The NES modulates the transcriptional activity of Oct-6. (a) western blot analysis of COS-7 extracts containing wild-type (Wt) GFP-Oct-6-POU or its mutant versions Mut1, Mut2, Mut3 and Mut4 using an anti-Oct-6 antibody. Approximately equal amounts of each Oct-6 protein were loaded. (b) EMSA of wild-type (Wt) GFP-Oct-6-POU and its mutant versions Mut1, Mut2, Mut3 and Mut4 using HSVoct as probe. In both (a) and (b), the relative amount of each protein is indicated below the lanes. The highest amount of wild-type protein used in the electrophoretic mobility shift assay was arbitrarily set to 1. (c–e) Transient transfections in U138 and Neuro2a cells with a luciferase reporter under the control of the HSVoct-binding site and the β-globin minimal promoter (HSVoct-luc). The luciferase reporter was transfected either alone or in combination with Oct-6 in its wild-type form (Wt) or in mutant versions (Mut1, Mut2, Mut3 and Mut4). Whereas 0.5 µg of Oct-6 expression plasmids were used in (c), increasing amounts (20 ng, 0.2 µg, 0.5 µg, 1 µg and 2.5 µg) were used in (d).
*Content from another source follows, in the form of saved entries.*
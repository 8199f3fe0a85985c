//! Host-side stand-ins for the hardware seams, shared by the unit tests.

use std::boxed::Box;
use std::collections::VecDeque;
use std::panic::{self, AssertUnwindSafe};
use std::sync::Arc;
use std::vec::Vec;

use spin::Mutex;

use crate::config::KernelConfig;
use crate::drivers::{Console, Keyboard};
use crate::error::KResult;
use crate::kernel::{Kernel, Platform};
use crate::loader::flat::FlatImage;
use crate::loader::ramdisk::RamDisk;
use crate::memory::soft::SoftVm;
use crate::memory::{Access, AddressSpace, PageFlags, VmProvider};
use crate::process::context::CpuContext;
use crate::sched::{Cpu, UserTransition};

/// Console that keeps everything written to it.
#[derive(Clone, Default)]
pub struct RecordingConsole {
    bytes: Arc<Mutex<Vec<u8>>>,
}

impl RecordingConsole {
    pub fn contents(&self) -> Vec<u8> {
        self.bytes.lock().clone()
    }
}

impl Console for RecordingConsole {
    fn write(&mut self, bytes: &[u8]) {
        self.bytes.lock().extend_from_slice(bytes);
    }
}

/// Keyboard fed from a script; runs dry with `None`.
#[derive(Clone, Default)]
pub struct ScriptedKeyboard {
    state: Arc<Mutex<(VecDeque<u8>, usize)>>,
}

impl ScriptedKeyboard {
    pub fn push(&self, bytes: &[u8]) {
        self.state.lock().0.extend(bytes.iter().copied());
    }

    /// Number of `read_char` calls so far.
    pub fn reads(&self) -> usize {
        self.state.lock().1
    }
}

impl Keyboard for ScriptedKeyboard {
    fn read_char(&mut self) -> Option<u8> {
        let mut state = self.state.lock();
        state.1 += 1;
        state.0.pop_front()
    }
}

/// Where control would have gone instead of returning.
#[derive(Debug, Clone, PartialEq, Eq)]
pub enum Transition {
    EnterUser { context: CpuContext, kernel_stack_top: u64 },
    Idle,
}

/// Unwinds with a [`Transition`] payload instead of leaving ring 0.
#[derive(Default)]
pub struct MockTransition;

impl MockTransition {
    pub fn new() -> MockTransition {
        MockTransition
    }
}

impl UserTransition for MockTransition {
    fn enter_user(&self, ctx: &CpuContext, kernel_stack_top: u64) -> ! {
        panic::panic_any(Transition::EnterUser { context: *ctx, kernel_stack_top })
    }

    fn idle(&self) -> ! {
        panic::panic_any(Transition::Idle)
    }
}

/// Runs `f`, which must end in a [`MockTransition`], and returns where it
/// went. Any other panic is propagated.
pub fn expect_transition<F: FnOnce()>(f: F) -> Transition {
    match panic::catch_unwind(AssertUnwindSafe(f)) {
        Ok(()) => panic!("expected a transition, but the call returned"),
        Err(payload) => match payload.downcast::<Transition>() {
            Ok(transition) => *transition,
            Err(other) => panic::resume_unwind(other),
        },
    }
}

#[derive(Debug, Clone, Copy, PartialEq, Eq)]
pub enum SpyEvent {
    Validate { ptr: u64, len: usize },
    Read { vaddr: u64, len: usize },
    Write { vaddr: u64, len: usize },
}

#[derive(Clone, Default)]
pub struct SpyLog {
    events: Arc<Mutex<Vec<SpyEvent>>>,
}

impl SpyLog {
    pub fn events(&self) -> Vec<SpyEvent> {
        self.events.lock().clone()
    }

    pub fn clear(&self) {
        self.events.lock().clear();
    }

    fn record(&self, event: SpyEvent) {
        self.events.lock().push(event);
    }
}

/// Soft address spaces that log validation and user copies in order.
pub struct SpyVm {
    inner: SoftVm,
    log: SpyLog,
}

impl SpyVm {
    pub fn new(inner: SoftVm) -> (SpyVm, SpyLog) {
        let log = SpyLog::default();
        (SpyVm { inner, log: log.clone() }, log)
    }
}

impl VmProvider for SpyVm {
    fn create_address_space(&self) -> KResult<Box<dyn AddressSpace>> {
        let inner = self.inner.create_address_space()?;
        Ok(Box::new(SpySpace { inner, log: self.log.clone() }))
    }
}

struct SpySpace {
    inner: Box<dyn AddressSpace>,
    log: SpyLog,
}

impl AddressSpace for SpySpace {
    fn map_page(&mut self, vaddr: u64, flags: PageFlags, contents: &[u8]) -> KResult<()> {
        self.inner.map_page(vaddr, flags, contents)
    }

    fn unmap_page(&mut self, vaddr: u64) -> KResult<()> {
        self.inner.unmap_page(vaddr)
    }

    fn query(&self, vaddr: u64) -> Option<PageFlags> {
        self.inner.query(vaddr)
    }

    fn page_count(&self) -> usize {
        self.inner.page_count()
    }

    fn backing(&self, vaddr: u64) -> Option<u64> {
        self.inner.backing(vaddr)
    }

    fn fork_cow(&mut self) -> KResult<Box<dyn AddressSpace>> {
        let inner = self.inner.fork_cow()?;
        Ok(Box::new(SpySpace { inner, log: self.log.clone() }))
    }

    fn resolve_write_fault(&mut self, vaddr: u64) -> KResult<()> {
        self.inner.resolve_write_fault(vaddr)
    }

    fn read_bytes(&self, vaddr: u64, dst: &mut [u8]) -> KResult<()> {
        self.log.record(SpyEvent::Read { vaddr, len: dst.len() });
        self.inner.read_bytes(vaddr, dst)
    }

    fn write_bytes(&mut self, vaddr: u64, src: &[u8]) -> KResult<()> {
        self.log.record(SpyEvent::Write { vaddr, len: src.len() });
        self.inner.write_bytes(vaddr, src)
    }

    fn activate(&self) {}

    fn validate_user_pointer(&self, ptr: u64, len: usize, access: Access) -> bool {
        self.log.record(SpyEvent::Validate { ptr, len });
        self.inner.validate_user_pointer(ptr, len, access)
    }
}

/// Encoded executable flat image.
pub fn image_with_code(code: &[u8], data: &[u8], bss: u32) -> Vec<u8> {
    FlatImage::new(code, data).with_bss(bss).encode()
}

/// A kernel over mock hardware, plus the trap frame of whatever thread the
/// last transition entered.
pub struct Harness {
    pub kernel: Kernel,
    pub cpu: Cpu,
    pub console: RecordingConsole,
    pub keyboard: ScriptedKeyboard,
    pub vm: SoftVm,
    pub frame: CpuContext,
}

impl Harness {
    pub fn new(disk: RamDisk) -> Harness {
        let vm = SoftVm::new();
        Harness::build(disk, Box::new(vm.handle()), vm)
    }

    pub fn with_spy(disk: RamDisk) -> (Harness, SpyLog) {
        let vm = SoftVm::new();
        let (spy, log) = SpyVm::new(vm.handle());
        (Harness::build(disk, Box::new(spy), vm), log)
    }

    fn build(disk: RamDisk, provider: Box<dyn VmProvider>, vm: SoftVm) -> Harness {
        let console = RecordingConsole::default();
        let keyboard = ScriptedKeyboard::default();
        let platform = Platform {
            images: Box::new(disk),
            vm: provider,
            console: Box::new(console.clone()),
            keyboard: Box::new(keyboard.clone()),
            transition: Box::new(MockTransition::new()),
        };
        let kernel = Kernel::new(KernelConfig::DEFAULT, platform).unwrap();
        Harness { kernel, cpu: Cpu::new(0), console, keyboard, vm, frame: CpuContext::default() }
    }

    /// Runs `f`, which must leave for user mode or idle; an entered
    /// context becomes the frame for the next syscall.
    pub fn expect<F: FnOnce(&mut Harness)>(&mut self, f: F) -> Transition {
        let transition = expect_transition(|| f(self));
        if let Transition::EnterUser { context, .. } = &transition {
            self.frame = *context;
        }
        transition
    }

    pub fn start(&mut self) -> Transition {
        self.expect(|h| h.kernel.schedule(&mut h.cpu))
    }

    /// Traps with `number` from the current frame and returns `rax`.
    pub fn syscall(&mut self, number: u64, args: [u64; 6]) -> isize {
        self.load(number, args);
        self.kernel.handle_syscall(&mut self.cpu, &mut self.frame);
        self.frame.rax as isize
    }

    pub fn syscall_diverging(&mut self, number: u64, args: [u64; 6]) -> Transition {
        self.load(number, args);
        self.expect(|h| h.kernel.handle_syscall(&mut h.cpu, &mut h.frame))
    }

    fn load(&mut self, number: u64, args: [u64; 6]) {
        let f = &mut self.frame;
        f.rax = number;
        [f.rdi, f.rsi, f.rdx, f.r10, f.r8, f.r9] = args;
    }
}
Cells in (e) were kept in the absence (− LMB) or presence (+ LMB) of leptomycin B after transfection. Data from at least two independent experiments each performed in duplicates are presented as fold inductions ± SEM with the activity for each luciferase reporter in the absence of co-transfected Oct-6 arbitrarily set to 1.

Figure 9

Conservation of the Oct-6 export sequence in other homeodomain proteins. (a) Comparison of the NES defined in this work with the corresponding regions of POU proteins representative of classes I–VI and select other homeodomain proteins. Bcd, Bicoid; En-2, Engrailed-2. (b) Nucleocytoplasmic shuttling activity of the Brn-4 POU domain. NIH 3T3 cells were transfected with an expression plasmid for wild-type GFP-Brn-4-POU. After cycloheximide treatment, transfected NIH 3T3 cells were subjected to heterokaryon formation with HeLa cells. After 2 h, cells were fixed, counterstained with DAPI (middle panel) and analyzed for GFP autofluorescence (left panel). Right panels show the heterokaryons in phase contrast. Donor mouse nuclei are marked by an arrowhead and recipient human nuclei by an asterisk.